Together they robbed 56 banks. They were arrested in 1994, and Hawkins-Williams was sentenced to 20 years. Williams Jr. was sentenced to 96 years. She completed her sentence in 2011. He was released in 2021 on a compassionate discharge after he came down with COVID, and the court did not wish to further expose him to it, given his failing health. He is now 71 years of age.
“…Madison Williams Jr….threatened his young wife…and then embarked on an 8-year crime spree…”
Carol and Johnny catches up with Williams Jr. after his release, during his time in a halfway house. The movie delivers a biography of his life, mostly told in Williams Jr.’s own words, with almost no corroboration from people present at the time. Many times he will make a claim or tell a story with details that are immediately contradicted by others saying “that’s not how it happened.” People around him seem to accept that he’s going to retcon his life by embellishing the stories and lying to make himself look smarter and more important. An interesting note about the man’s voice… if you close your eyes, he sounds eerily like Billy Bob Thornton. If this story is ever made into a scripted drama, the casting choice is clear. FBI agent Don Glasser dispels the elaborate yarns William Jr. tells about the agents at Quantico in a war room poring over bank robbery photos. They were caught because of his careless use of a credit card in a place where he stayed long enough to be identified and apprehended.
Perhaps because of his age, Williams Jr. is approached almost whimsically by Barnicle as a relic of a bygone time, with the couple painted as a kind of Bonnie and Clyde for the 1990s. It’s an accurate comparison, but not in the way the filmmaker intended.

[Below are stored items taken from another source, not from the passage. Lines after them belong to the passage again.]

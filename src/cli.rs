//! CLI definition and dispatch.

use clap::{Parser, Subcommand};
use std::fmt::Write as _;
use std::path::{Path, PathBuf};
use std::process::ExitCode;

use crate::adapters::file_config_adapter::FileConfigAdapter;
use crate::adapters::json_state_adapter::JsonStateStore;
use crate::adapters::log_notifier::LogNotifier;
use crate::adapters::providers;
use crate::adapters::watch_file_adapter::load_watches;
use crate::domain::config_validation::validate_app_config;
use crate::domain::error::PricewatchError;
use crate::domain::run::{Orchestrator, RunOptions, RunReport, WatchOutcome};
use crate::domain::settings::{
    DEFAULT_STATE_PATH, DEFAULT_TIMEOUT_SECS, DEFAULT_WATCHES_PATH, GarminSettings, HttpSettings,
    Settings,
};
use crate::domain::state::StateFile;
use crate::domain::watch::{WatchConfig, display_value};
use crate::ports::config_port::ConfigPort;
use crate::ports::notifier_port::{NoopNotifier, NotifierPort};
use crate::ports::state_port::StatePort;

/// Config file picked up from the working directory when `--config` is not given.
pub const DEFAULT_CONFIG_PATH: &str = "pricewatch.ini";

#[derive(Parser, Debug)]
#[command(name = "pricewatch", version, about = "A CLI tool to track price drops")]
pub struct Cli {
    /// Path to the INI config file
    #[arg(short, long, global = true)]
    pub config: Option<PathBuf>,
    /// Verbose diagnostics on stderr, and response bodies for failed requests
    #[arg(long, global = true)]
    pub debug: bool,
    #[command(subcommand)]
    pub command: Command,
}

#[derive(Subcommand, Debug)]
pub enum Command {
    /// Run price checks
    Run {
        /// Run a specific watch by id
        #[arg(long)]
        id: Option<String>,
    },
    /// List all configured watches
    List,
    /// Remove saved state for watches no longer configured
    Prune {
        #[arg(long)]
        dry_run: bool,
    },
}

pub fn run(cli: Cli) -> ExitCode {
    let adapter = match load_config(cli.config.as_deref()) {
        Ok(a) => a,
        Err(code) => return code,
    };
    let settings = match build_settings(&adapter) {
        Ok(s) => s,
        Err(e) => {
            eprintln!("error: {e}");
            return (&e).into();
        }
    };

    match cli.command {
        Command::Run { id } => run_check(&settings, id, cli.debug),
        Command::List => run_list(&settings),
        Command::Prune { dry_run } => run_prune(&settings, dry_run),
    }
}

/// Loads the INI file. An explicit path must exist; the default one is optional.
pub fn load_config(path: Option<&Path>) -> Result<FileConfigAdapter, ExitCode> {
    let (path, required) = match path {
        Some(p) => (p.to_path_buf(), true),
        None => (PathBuf::from(DEFAULT_CONFIG_PATH), false),
    };

    if !required && !path.exists() {
        tracing::debug!("no {} found, using defaults", DEFAULT_CONFIG_PATH);
        return Ok(FileConfigAdapter::empty());
    }

    FileConfigAdapter::from_file(&path).map_err(|e| {
        let err = PricewatchError::ConfigParse {
            file: path.display().to_string(),
            reason: e.to_string(),
        };
        eprintln!("error: {err}");
        ExitCode::from(&err)
    })
}

pub fn build_settings(adapter: &dyn ConfigPort) -> Result<Settings, PricewatchError> {
    validate_app_config(adapter)?;

    let garmin_defaults = GarminSettings::default();
    Ok(Settings {
        watches_path: adapter
            .get_string("paths", "watches")
            .map(PathBuf::from)
            .unwrap_or_else(|| PathBuf::from(DEFAULT_WATCHES_PATH)),
        state_path: adapter
            .get_string("paths", "state")
            .map(PathBuf::from)
            .unwrap_or_else(|| PathBuf::from(DEFAULT_STATE_PATH)),
        http: HttpSettings {
            timeout_secs: adapter
                .get_u64("http", "timeout_secs")?
                .unwrap_or(DEFAULT_TIMEOUT_SECS),
            user_agent: adapter.get_string("http", "user_agent"),
        },
        garmin: GarminSettings {
            template: adapter.get_string("provider.garmin", "template"),
            country: adapter
                .get_string("provider.garmin", "country")
                .unwrap_or(garmin_defaults.country),
            locale: adapter
                .get_string("provider.garmin", "locale")
                .unwrap_or(garmin_defaults.locale),
            customer_group: adapter
                .get_string("provider.garmin", "customer_group")
                .unwrap_or(garmin_defaults.customer_group),
        },
        log_events: adapter.get_bool("notify", "log_events")?.unwrap_or(false),
    })
}

fn runtime() -> Result<tokio::runtime::Runtime, ExitCode> {
    tokio::runtime::Builder::new_current_thread()
        .enable_all()
        .build()
        .map_err(|e| {
            eprintln!("error: failed to start runtime: {e}");
            ExitCode::from(1)
        })
}

fn load_watch_list(settings: &Settings) -> Result<Vec<WatchConfig>, ExitCode> {
    load_watches(&settings.watches_path).map_err(|e| {
        eprintln!("error: {e}");
        ExitCode::from(&e)
    })
}

fn run_check(settings: &Settings, id: Option<String>, debug: bool) -> ExitCode {
    let watches = match load_watch_list(settings) {
        Ok(w) => w,
        Err(code) => return code,
    };

    let registry = match providers::default_registry(settings) {
        Ok(r) => r,
        Err(e) => {
            eprintln!("error: {e}");
            return (&e).into();
        }
    };
    let store = JsonStateStore::new(&settings.state_path);
    let notifier: Box<dyn NotifierPort> = if settings.log_events {
        Box::new(LogNotifier)
    } else {
        Box::new(NoopNotifier)
    };

    let rt = match runtime() {
        Ok(rt) => rt,
        Err(code) => return code,
    };

    if id.is_none() {
        eprintln!("Running price checks...\n");
    }

    let orchestrator = Orchestrator::new(&registry, &store, notifier.as_ref());
    let options = RunOptions {
        only_id: id,
        now: None,
    };
    match rt.block_on(orchestrator.run(&watches, &options)) {
        Ok(report) => {
            print!("{}", format_report(&report, debug));
            ExitCode::SUCCESS
        }
        Err(e) => {
            eprintln!("error: {e}");
            (&e).into()
        }
    }
}

/// Renders a run. With `debug`, failed requests also show the response body.
pub fn format_report(report: &RunReport, debug: bool) -> String {
    let mut out = String::new();
    if let Some(id) = &report.unmatched_id {
        let _ = writeln!(out, "No watch found with id: {}", id);
        return out;
    }
    for outcome in &report.outcomes {
        out.push_str(&format_outcome(outcome, debug));
        out.push('\n');
    }
    out
}

pub fn format_outcome(outcome: &WatchOutcome, debug: bool) -> String {
    let mut out = String::new();
    match outcome {
        WatchOutcome::Checked {
            watch_id,
            provider,
            on_sale,
            snapshot,
            ..
        } => {
            let _ = writeln!(out, "{}", watch_id);
            let _ = writeln!(out, "   Provider: {}", provider);
            let _ = writeln!(out, "   On Sale: {}", if *on_sale { "YES" } else { "no" });
            if let Some(current) = snapshot.current_price {
                let price = match (*on_sale, snapshot.list_price) {
                    (true, Some(list)) => format!("{} ({})", current, list),
                    _ => current.to_string(),
                };
                let currency = snapshot.currency.as_deref().unwrap_or("");
                let line = format!("   Price: {} {}", price, currency);
                let _ = writeln!(out, "{}", line.trim_end());
            }
        }
        WatchOutcome::Failed {
            watch_id, error, ..
        } => {
            let _ = writeln!(out, "{}", watch_id);
            let _ = writeln!(out, "   Failed: {}", error);
            if let Some(body) = error.response_snippet().filter(|_| debug) {
                let _ = writeln!(out, "   Response: {}", body);
            }
        }
    }
    out
}

fn run_list(settings: &Settings) -> ExitCode {
    match load_watch_list(settings) {
        Ok(watches) => {
            print!("{}", format_watch_list(&watches));
            ExitCode::SUCCESS
        }
        Err(code) => code,
    }
}

pub fn format_watch_list(watches: &[WatchConfig]) -> String {
    let mut out = String::new();
    if watches.is_empty() {
        out.push_str("No watches configured.\n");
        return out;
    }

    out.push_str("Watch List\n\n");
    for (index, watch) in watches.iter().enumerate() {
        let _ = writeln!(out, "{}. {}", index + 1, watch.id);
        let _ = writeln!(out, "   Provider: {}", watch.provider);
        for (key, value) in &watch.config {
            let _ = writeln!(out, "   {}: {}", key, display_value(value));
        }
        if let Some(rule) = &watch.rule {
            let _ = writeln!(out, "   Rule: {}", rule);
        }
        out.push('\n');
    }
    out
}

fn run_prune(settings: &Settings, dry_run: bool) -> ExitCode {
    let watches = match load_watch_list(settings) {
        Ok(w) => w,
        Err(code) => return code,
    };
    let rt = match runtime() {
        Ok(rt) => rt,
        Err(code) => return code,
    };
    let store = JsonStateStore::new(&settings.state_path);

    match rt.block_on(prune_state(&store, &watches, dry_run)) {
        Ok(removed) if removed.is_empty() => {
            eprintln!("No orphaned state records");
            ExitCode::SUCCESS
        }
        Ok(removed) => {
            for id in &removed {
                println!("{}", id);
            }
            if dry_run {
                eprintln!("{} orphaned state records (dry run, nothing removed)", removed.len());
            } else {
                eprintln!("Removed {} orphaned state records", removed.len());
            }
            ExitCode::SUCCESS
        }
        Err(e) => {
            eprintln!("error: {e}");
            (&e).into()
        }
    }
}

/// Drops state records whose id is not in `watches`. Saves only when
/// something was removed and `dry_run` is false. Returns the orphaned ids.
pub async fn prune_state(
    store: &dyn StatePort,
    watches: &[WatchConfig],
    dry_run: bool,
) -> Result<Vec<String>, PricewatchError> {
    let mut state: StateFile = store.load().await?;
    let known = watches.iter().map(|w| w.id.as_str());

    if dry_run {
        return Ok(state.orphans(known));
    }

    let removed = state.prune(known);
    if !removed.is_empty() {
        store.save(&state).await?;
        tracing::info!(removed = removed.len(), "pruned orphaned state");
    }
    Ok(removed)
}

They are not the beautiful versions played by Warren Beatty and Faye Dunaway in the 1967 film. Williams Jr. and Hawkins-Williams are more like the real-life Clyde Barrow and Bonnie Parker, who were, in fact, ignorant yokels from rural Texas during the Great Depression who robbed and murdered their way into history, culminating in their deaths in a hail of police bullets in 1934. They were neither clever nor glamorous. Carol Hawkins-Williams and Johnny Williams aren’t either. Her sentence was excessive, given that her husband threatened her if she didn’t cooperate with him. She was, in many ways, something of a hostage.
"…the intent of the documentarian raises an interesting question."